Data records

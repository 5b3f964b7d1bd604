//! Repository reference resolution.
//!
//! Callers hand us one of three identifier shapes: a bare repository name,
//! a `project/name` path, or a canonical GUID. The backend accepts the
//! latter two; bare names are scoped with the configured project. Pure
//! string work, no I/O; a repository that does not exist surfaces later as
//! `NotFound` from the backend.

use std::sync::LazyLock;

use regex_lite::Regex;

/// Canonical 8-4-4-4-12 hyphenated hex identifier.
static GUID_PATTERN: LazyLock<Regex> = LazyLock::new(|| {
    #[allow(clippy::expect_used)]
    Regex::new("^[0-9a-fA-F]{8}-[0-9a-fA-F]{4}-[0-9a-fA-F]{4}-[0-9a-fA-F]{4}-[0-9a-fA-F]{12}$")
        .expect("static pattern is valid")
});

/// The three identifier shapes a caller may supply.
#[derive(Debug, Clone, Copy, PartialEq, Eq)]
pub enum RepoRef<'a> {
    /// Already scoped as `project/name`; used as-is.
    Scoped(&'a str),
    /// Canonical GUID; used as-is.
    Guid(&'a str),
    /// Bare repository name; needs the current project as scope.
    Bare(&'a str),
}

impl<'a> RepoRef<'a> {
    /// Classify an identifier. Checked in order: separator, GUID pattern,
    /// bare fallback.
    pub fn classify(input: &'a str) -> Self {
        if input.contains('/') {
            Self::Scoped(input)
        } else if GUID_PATTERN.is_match(input) {
            Self::Guid(input)
        } else {
            Self::Bare(input)
        }
    }
}

/// Normalize a repository identifier into the form the backend expects.
///
/// Output is always either the original GUID or a fully scoped
/// `project/name` path; bare names are never returned.
pub fn resolve_repository(input: &str, project: &str) -> String {
    match RepoRef::classify(input) {
        RepoRef::Scoped(s) | RepoRef::Guid(s) => s.to_string(),
        RepoRef::Bare(name) => format!("{project}/{name}"),
    }
}

#[cfg(test)]
#[allow(clippy::unwrap_used, clippy::expect_used)]
mod tests {
    use pretty_assertions::assert_eq;

    use super::*;

    #[test]
    fn bare_name_gets_project_scope() {
        assert_eq!(resolve_repository("Foo", "Proj"), "Proj/Foo");
    }

    #[test]
    fn scoped_path_is_unchanged() {
        assert_eq!(resolve_repository("Proj/Foo", "X"), "Proj/Foo");
    }

    #[test]
    fn guid_is_unchanged() {
        let guid = "a1b2c3d4-e5f6-7890-abcd-ef1234567890";
        assert_eq!(resolve_repository(guid, "X"), guid);
        assert_eq!(
            resolve_repository(&guid.to_uppercase(), "X"),
            guid.to_uppercase()
        );
    }

    #[test]
    fn separator_wins_over_guid_shape() {
        // A scoped path whose name happens to look like a GUID stays scoped.
        let input = "Proj/a1b2c3d4-e5f6-7890-abcd-ef1234567890";
        assert_eq!(RepoRef::classify(input), RepoRef::Scoped(input));
    }

    #[test]
    fn near_guid_is_bare() {
        // Wrong group lengths fail the pattern and fall through to bare.
        let input = "a1b2c3d4-e5f6-7890-abcd-ef12345678";
        assert_eq!(resolve_repository(input, "Proj"), format!("Proj/{input}"));
    }
}
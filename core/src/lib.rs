//! Policy-gated traversal and aggregation engine over a read-only
//! work-tracking and source-control backend.
//!
//! ## Architecture
//!
//! - [`policy::PolicyGate`] decides allow/block per record before any of
//!   its fields are observable; every fetch used by traversal goes through
//!   it.
//! - [`resolver`] normalizes bare / scoped / GUID repository references.
//! - [`backend::BackendClient`] is the seam to the backend; the REST
//!   implementation lives in `workboard-backend-client`.
//! - [`hierarchy::HierarchyWalker`] walks parent/child edges to a bounded
//!   depth with per-branch failure isolation.
//! - [`commits::CommitAggregator`] merges commits reachable via direct and
//!   pull-request artifact links, concurrently scanned.
//! - [`files::FileGuard`] enforces the byte-size ceiling before any file
//!   content is materialized.
//!
//! The core owns no persistent state; everything is constructed fresh per
//! call from backend responses. The only shared configuration is the
//! gate's block-set, write-once at construction.

pub mod backend;
pub mod commits;
pub mod error;
pub mod files;
pub mod hierarchy;
pub mod models;
pub mod policy;
pub mod resolver;

#[cfg(any(test, feature = "test-utils"))]
pub mod testing;

pub use backend::BackendClient;
pub use commits::CommitAggregator;
pub use error::{ErrorCategory, Result, WorkboardError};
pub use files::FileGuard;
pub use hierarchy::HierarchyWalker;
pub use models::{
    CommitRecord, FileContent, FileMetadata, HierarchyNode, PullRequest, Relation, RelationKind,
    WorkItem,
};
pub use policy::PolicyGate;
pub use resolver::{RepoRef, resolve_repository};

**Your assignment**
Within the data above, find the lines that contain the word "traversal" and copy each of them.

**Answer to this problem**
//! Policy-gated traversal and aggregation engine over a read-only
//!   its fields are observable; every fetch used by traversal goes through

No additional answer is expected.